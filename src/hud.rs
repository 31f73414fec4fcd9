//! HUD and overlay data read from a published snapshot

use crate::sim::{GameState, GameStatus};

/// End-of-run overlay to show, if any
#[derive(Debug, Clone, Copy, PartialEq, Eq)]
pub enum Overlay {
    None,
    Paused,
    Victory,
    Defeat,
}

/// Everything the HUD displays, already formatted-ready
#[derive(Debug, Clone, PartialEq)]
pub struct HudData {
    pub health: f32,
    pub max_health: f32,
    pub score: u32,
    pub ammo: u32,
    pub max_ammo: u32,
    pub round: u32,
    pub enemies_left: usize,
    pub overlay: Overlay,
    /// Touch controls only make sense while playing
    pub show_touch_controls: bool,
}

impl HudData {
    pub fn from_state(state: &GameState) -> Self {
        let overlay = match state.status {
            GameStatus::Paused => Overlay::Paused,
            GameStatus::RoundComplete => Overlay::Victory,
            GameStatus::GameOver => Overlay::Defeat,
            GameStatus::Menu | GameStatus::Playing => Overlay::None,
        };

        Self {
            health: state.player.health,
            max_health: state.player.max_health,
            score: state.score,
            ammo: state.player.ammo,
            max_ammo: state.player.max_ammo,
            round: state.round_number,
            enemies_left: state.enemies.len(),
            overlay,
            show_touch_controls: state.status == GameStatus::Playing,
        }
    }

    /// Health as a 0..=1 fraction for the bar width
    pub fn health_fraction(&self) -> f32 {
        if self.max_health > 0.0 {
            (self.health / self.max_health).clamp(0.0, 1.0)
        } else {
            0.0
        }
    }

    pub fn health_text(&self) -> String {
        format!("{:.0}/{:.0}", self.health.max(0.0), self.max_health)
    }

    pub fn ammo_text(&self) -> String {
        format!("{}/{}", self.ammo, self.max_ammo)
    }
}
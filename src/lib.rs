//! Bacon Ops - a top-down arena shooter
//!
//! Core modules:
//! - `sim`: Simulation core (entities, systems, mode state machine)
//! - `game_loop`: Real-time orchestrator driving the simulation each frame
//! - `renderer`: Draw list generation and WebGPU backend
//! - `input`: Keyboard/mouse and virtual joystick adapters
//! - `best_score`: Best-score bookkeeping for finished arena runs
//! - `hud`: HUD and overlay data for the host page

pub mod best_score;
pub mod game_loop;
pub mod hud;
pub mod input;
pub mod renderer;
pub mod settings;
pub mod sim;

pub use best_score::{BestScoreStore, BestScoreTracker};
pub use game_loop::GameLoop;
pub use settings::{ControlScheme, Settings};

use glam::Vec2;

/// Game configuration constants
pub mod consts {
    /// Largest frame delta fed to the simulation (seconds)
    pub const MAX_FRAME_DT: f32 = 0.1;

    /// Default canvas size
    pub const DEFAULT_CANVAS_WIDTH: f32 = 1280.0;
    pub const DEFAULT_CANVAS_HEIGHT: f32 = 720.0;

    /// Player defaults
    pub const PLAYER_SPEED: f32 = 250.0;
    pub const PLAYER_RADIUS: f32 = 20.0;
    pub const PLAYER_MAX_HEALTH: f32 = 100.0;
    pub const PLAYER_MAX_AMMO: u32 = 30;
    /// Minimum seconds between shots
    pub const PLAYER_FIRE_RATE: f32 = 0.15;

    /// Projectile defaults
    pub const PROJECTILE_SPEED: f32 = 600.0;
    pub const PROJECTILE_RADIUS: f32 = 8.0;
    pub const PROJECTILE_DAMAGE: f32 = 25.0;
    /// Seconds before a projectile expires
    pub const PROJECTILE_LIFETIME: f32 = 2.0;

    /// Enemy defaults
    pub const ENEMY_RADIUS: f32 = 25.0;
    pub const ENEMY_HEALTH: f32 = 100.0;
    pub const ENEMY_PATROL_SPEED: f32 = 80.0;

    /// Enemies per arena round
    pub const ROUND_ENEMY_COUNT: usize = 5;
    /// Dummies per practice wave
    pub const PRACTICE_ENEMY_COUNT: usize = 3;
    /// Distance from canvas center to the spawn ring
    pub const SPAWN_RING_RADIUS: f32 = 250.0;

    pub const POINTS_PER_KILL: u32 = 100;
}

/// Normalized angle to [-π, π)
#[inline]
pub fn normalize_angle(mut angle: f32) -> f32 {
    use std::f32::consts::PI;
    while angle >= PI {
        angle -= 2.0 * PI;
    }
    while angle < -PI {
        angle += 2.0 * PI;
    }
    angle
}

/// Unit vector pointing along `angle` (radians)
#[inline]
pub fn direction_from_angle(angle: f32) -> Vec2 {
    Vec2::new(angle.cos(), angle.sin())
}

/// Angle (radians) of the ray from `from` toward `to`
#[inline]
pub fn angle_to(from: Vec2, to: Vec2) -> f32 {
    let d = to - from;
    d.y.atan2(d.x)
}

/// Point on a circle of `radius` around `center` at `angle`
#[inline]
pub fn point_on_ring(center: Vec2, radius: f32, angle: f32) -> Vec2 {
    center + direction_from_angle(angle) * radius
}

#[cfg(test)]
mod tests {
    use super::*;
    use std::f32::consts::{FRAC_PI_2, PI};

    #[test]
    fn test_angle_to_cardinal_directions() {
        let origin = Vec2::new(10.0, 10.0);
        assert!((angle_to(origin, Vec2::new(20.0, 10.0)) - 0.0).abs() < 1e-6);
        assert!((angle_to(origin, Vec2::new(10.0, 20.0)) - FRAC_PI_2).abs() < 1e-6);
        assert!((angle_to(origin, Vec2::new(0.0, 10.0)).abs() - PI).abs() < 1e-6);
    }

    #[test]
    fn test_normalize_angle_wraps() {
        assert!((normalize_angle(3.0 * PI).abs() - PI).abs() < 1e-5);
        assert!((normalize_angle(-FRAC_PI_2) + FRAC_PI_2).abs() < 1e-6);
        assert!((normalize_angle(PI + 0.5) - (0.5 - PI)).abs() < 1e-5);
    }

    #[test]
    fn test_point_on_ring() {
        let p = point_on_ring(Vec2::new(640.0, 360.0), 250.0, 0.0);
        assert!((p - Vec2::new(890.0, 360.0)).length() < 1e-3);
    }
}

* * *

- _EXERCISE OBJECTIVE_:
A word-for-word copy of the data is the expected answer.

- _REPLY_:
filename src/hud.rs
repository 31f73414fec4fcd9
//! HUD and overlay data read from a published snapshot

use crate::sim::{GameState, GameStatus};

/// End-of-run overlay to show, if any
#[derive(Debug, Clone, Copy, PartialEq, Eq)]
pub enum Overlay {
    None,
    Paused,
    Victory,
    Defeat,
}

/// Everything the HUD displays, already formatted-ready
#[derive(Debug, Clone, PartialEq)]
pub struct HudData {
    pub health: f32,
    pub max_health: f32,
    pub score: u32,
    pub ammo: u32,
    pub max_ammo: u32,
    pub round: u32,
    pub enemies_left: usize,
    pub overlay: Overlay,
    /// Touch controls only make sense while playing
    pub show_touch_controls: bool,
}

impl HudData {
    pub fn from_state(state: &GameState) -> Self {
        let overlay = match state.status {
            GameStatus::Paused => Overlay::Paused,
            GameStatus::RoundComplete => Overlay::Victory,
            GameStatus::GameOver => Overlay::Defeat,
            GameStatus::Menu | GameStatus::Playing => Overlay::None,
        };

        Self {
            health: state.player.health,
            max_health: state.player.max_health,
            score: state.score,
            ammo: state.player.ammo,
            max_ammo: state.player.max_ammo,
            round: state.round_number,
            enemies_left: state.enemies.len(),
            overlay,
            show_touch_controls: state.status == GameStatus::Playing,
        }
    }

    /// Health as a 0..=1 fraction for the bar width
    pub fn health_fraction(&self) -> f32 {
        if self.max_health > 0.0 {
            (self.health / self.max_health).clamp(0.0, 1.0)
        } else {
            0.0
        }
    }

    pub fn health_text(&self) -> String {
        format!("{:.0}/{:.0}", self.health.max(0.0), self.max_health)
    }

    pub fn ammo_text(&self) -> String {
        format!("{}/{}", self.ammo, self.max_ammo)
    }
}
filename src/lib.rs
//! Bacon Ops - a top-down arena shooter
//!
//! Core modules:
//! - `sim`: Simulation core (entities, systems, mode state machine)
//! - `game_loop`: Real-time orchestrator driving the simulation each frame
//! - `renderer`: Draw list generation and WebGPU backend
//! - `input`: Keyboard/mouse and virtual joystick adapters
//! - `best_score`: Best-score bookkeeping for finished arena runs
//! - `hud`: HUD and overlay data for the host page

pub mod best_score;
pub mod game_loop;
pub mod hud;
pub mod input;
pub mod renderer;
pub mod settings;
pub mod sim;

pub use best_score::{BestScoreStore, BestScoreTracker};
pub use game_loop::GameLoop;
pub use settings::{ControlScheme, Settings};

use glam::Vec2;

/// Game configuration constants
pub mod consts {
    /// Largest frame delta fed to the simulation (seconds)
    pub const MAX_FRAME_DT: f32 = 0.1;

    /// Default canvas size
    pub const DEFAULT_CANVAS_WIDTH: f32 = 1280.0;
    pub const DEFAULT_CANVAS_HEIGHT: f32 = 720.0;

    /// Player defaults
    pub const PLAYER_SPEED: f32 = 250.0;
    pub const PLAYER_RADIUS: f32 = 20.0;
    pub const PLAYER_MAX_HEALTH: f32 = 100.0;
    pub const PLAYER_MAX_AMMO: u32 = 30;
    /// Minimum seconds between shots
    pub const PLAYER_FIRE_RATE: f32 = 0.15;

    /// Projectile defaults
    pub const PROJECTILE_SPEED: f32 = 600.0;
    pub const PROJECTILE_RADIUS: f32 = 8.0;
    pub const PROJECTILE_DAMAGE: f32 = 25.0;
    /// Seconds before a projectile expires
    pub const PROJECTILE_LIFETIME: f32 = 2.0;

    /// Enemy defaults
    pub const ENEMY_RADIUS: f32 = 25.0;
    pub const ENEMY_HEALTH: f32 = 100.0;
    pub const ENEMY_PATROL_SPEED: f32 = 80.0;

    /// Enemies per arena round
    pub const ROUND_ENEMY_COUNT: usize = 5;
    /// Dummies per practice wave
    pub const PRACTICE_ENEMY_COUNT: usize = 3;
    /// Distance from canvas center to the spawn ring
    pub const SPAWN_RING_RADIUS: f32 = 250.0;

    pub const POINTS_PER_KILL: u32 = 100;
}

/// Normalized angle to [-π, π)
#[inline]
pub fn normalize_angle(mut angle: f32) -> f32 {
    use std::f32::consts::PI;
    while angle >= PI {
        angle -= 2.0 * PI;
    }
    while angle < -PI {
        angle += 2.0 * PI;
    }
    angle
}

/// Unit vector pointing along `angle` (radians)
#[inline]
pub fn direction_from_angle(angle: f32) -> Vec2 {
    Vec2::new(angle.cos(), angle.sin())
}

/// Angle (radians) of the ray from `from` toward `to`
#[inline]
pub fn angle_to(from: Vec2, to: Vec2) -> f32 {
    let d = to - from;
    d.y.atan2(d.x)
}

/// Point on a circle of `radius` around `center` at `angle`
#[inline]
pub fn point_on_ring(center: Vec2, radius: f32, angle: f32) -> Vec2 {
    center + direction_from_angle(angle) * radius
}

#[cfg(test)]
mod tests {
    use super::*;
    use std::f32::consts::{FRAC_PI_2, PI};

    #[test]
    fn test_angle_to_cardinal_directions() {
        let origin = Vec2::new(10.0, 10.0);
        assert!((angle_to(origin, Vec2::new(20.0, 10.0)) - 0.0).abs() < 1e-6);
        assert!((angle_to(origin, Vec2::new(10.0, 20.0)) - FRAC_PI_2).abs() < 1e-6);
        assert!((angle_to(origin, Vec2::new(0.0, 10.0)).abs() - PI).abs() < 1e-6);
    }

    #[test]
    fn test_normalize_angle_wraps() {
        assert!((normalize_angle(3.0 * PI).abs() - PI).abs() < 1e-5);
        assert!((normalize_angle(-FRAC_PI_2) + FRAC_PI_2).abs() < 1e-6);
        assert!((normalize_angle(PI + 0.5) - (0.5 - PI)).abs() < 1e-5);
    }

    #[test]
    fn test_point_on_ring() {
        let p = point_on_ring(Vec2::new(640.0, 360.0), 250.0, 0.0);
        assert!((p - Vec2::new(890.0, 360.0)).length() < 1e-3);
    }
}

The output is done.